◆ TASK OBJECTIVE: How many of the lines below contain "regressor"? Answer with that number alone.

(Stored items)
= = = = =

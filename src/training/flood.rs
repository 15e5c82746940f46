/// Flood probability regressor training.
///
/// Cleaning: numeric features are median-filled and then clipped to the
/// 1.5 x IQR fence; categorical features are mode-filled, falling back to
/// `"missing"` for a column with no values. Rows without a target value are
/// dropped. The split is a plain shuffled 80/20.

use tracing::{debug, info, warn};

use super::metrics::{self, EvaluationMetrics};
use super::{FittedModel, TrainConfig, TrainingError, TrainingSummary};
use crate::dataset;
use crate::model::Domain;
use crate::pipeline::estimator::RandomForestModel;
use crate::pipeline::{Estimator, ForestParams, Pipeline, Preprocessor};

/// Fill value for a categorical column that is entirely empty.
pub const EMPTY_CATEGORY_FILL: &str = "missing";

pub fn train(config: &TrainConfig, params: &ForestParams) -> Result<TrainingSummary, TrainingError> {
    let domain = Domain::Flood;
    let target = domain.target_column();

    let (frame, target_column) = super::load_with_target(&config.data_path, target)?;
    let raw_target = super::numeric_target(target, target_column)?;

    let labelled: Vec<usize> = raw_target
        .iter()
        .enumerate()
        .filter_map(|(i, v)| v.map(|_| i))
        .collect();
    if labelled.len() < raw_target.len() {
        warn!(dropped = raw_target.len() - labelled.len(), "rows without a target value dropped");
    }
    let mut frame = frame.select_rows(&labelled);
    let targets: Vec<f64> = labelled.iter().filter_map(|&i| raw_target[i]).collect();

    let numeric_columns = frame.numeric_names();
    let categorical_columns = frame.categorical_names();

    for name in &numeric_columns {
        frame.fill_median(name);
        if let Some((lower, upper)) = frame.clip_iqr(name) {
            debug!(column = %name, lower, upper, "clipped to IQR fence");
        }
    }
    for name in &categorical_columns {
        frame.fill_most_frequent(name, Some(EMPTY_CATEGORY_FILL));
    }

    let split = dataset::train_test_split(targets.len(), config.test_fraction, config.seed);
    super::require_rows("train", &split.train, targets.len())?;
    super::require_rows("test", &split.test, targets.len())?;

    let train_frame = frame.select_rows(&split.train);
    let test_frame = frame.select_rows(&split.test);
    let train_targets: Vec<f64> = split.train.iter().map(|&i| targets[i]).collect();
    let test_targets: Vec<f64> = split.test.iter().map(|&i| targets[i]).collect();

    let preprocessor = Preprocessor::fit(&train_frame, &numeric_columns, &categorical_columns)?;
    let x_train = preprocessor.transform_frame(&train_frame)?;

    info!(
        rows = x_train.nrows(),
        encoded_features = x_train.ncols(),
        trees = params.n_trees,
        "training random forest regressor"
    );
    let model = RandomForestModel::fit(&x_train, &train_targets, params)?;
    let pipeline = Pipeline::new(preprocessor, Estimator::RandomForest(model));

    let predicted = pipeline.predict_frame(&test_frame)?;
    let scores = metrics::regression_metrics(&test_targets, &predicted);
    info!(rmse = scores.rmse, r2 = scores.r2, "evaluation complete");

    super::persist(
        &config.out_dir,
        FittedModel {
            domain,
            pipeline,
            feature_order: frame.names().to_vec(),
            numeric_columns,
            categorical_columns,
            metrics: EvaluationMetrics::Regression(scores),
            train_rows: split.train.len(),
            test_rows: split.test.len(),
        },
    )
}
//! Model Performance Report
//!
//! Reads the trained model bundles (where present) and writes a markdown
//! report with each model's recorded evaluation metrics, its endpoint and
//! the state of every deliverable file.
//!
//! Usage:
//!   cargo run --bin generate_report
//!   cargo run --bin generate_report -- --model-dir models --output report.md

use clap::Parser;
use hazard_service::config::{self, DEFAULT_CONFIG_PATH, MODEL_DIR_ENV};
use hazard_service::logging;
use hazard_service::model::Domain;
use hazard_service::report::{self, DEFAULT_REPORT_FILE};
use std::path::PathBuf;

#[derive(Debug, Parser)]
#[command(name = "generate_report", about = "Write the model performance report")]
struct Args {
    /// Directory holding model assets
    #[arg(long, env = MODEL_DIR_ENV)]
    model_dir: Option<PathBuf>,

    /// Report destination
    #[arg(long, default_value = DEFAULT_REPORT_FILE)]
    output: PathBuf,

    /// Service configuration file
    #[arg(long, default_value = DEFAULT_CONFIG_PATH)]
    config: PathBuf,
}

fn main() {
    dotenv::dotenv().ok();
    logging::init();
    let args = Args::parse();

    println!("📝 Model Performance Report");
    println!("===========================\n");

    let mut services = Vec::new();
    for domain in Domain::ALL {
        match config::service_config(&args.config, domain, args.model_dir.as_deref()) {
            Ok(service) => services.push(service),
            Err(e) => {
                eprintln!("\n❌ Configuration error: {}\n", e);
                std::process::exit(1);
            }
        }
    }

    for service in &services {
        let marker = if service.model_path.exists() { "✓" } else { "✗" };
        println!("   {} {}", marker, service.model_path.display());
    }
    println!();

    if let Err(e) = report::write_report(&services, &args.output) {
        eprintln!("\n❌ Failed to write report: {}", e);
        std::process::exit(1);
    }
    println!("✅ Model Performance Report generated at: {}", args.output.display());
}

= = = = =

◆ EXERCISE SOLUTION: 2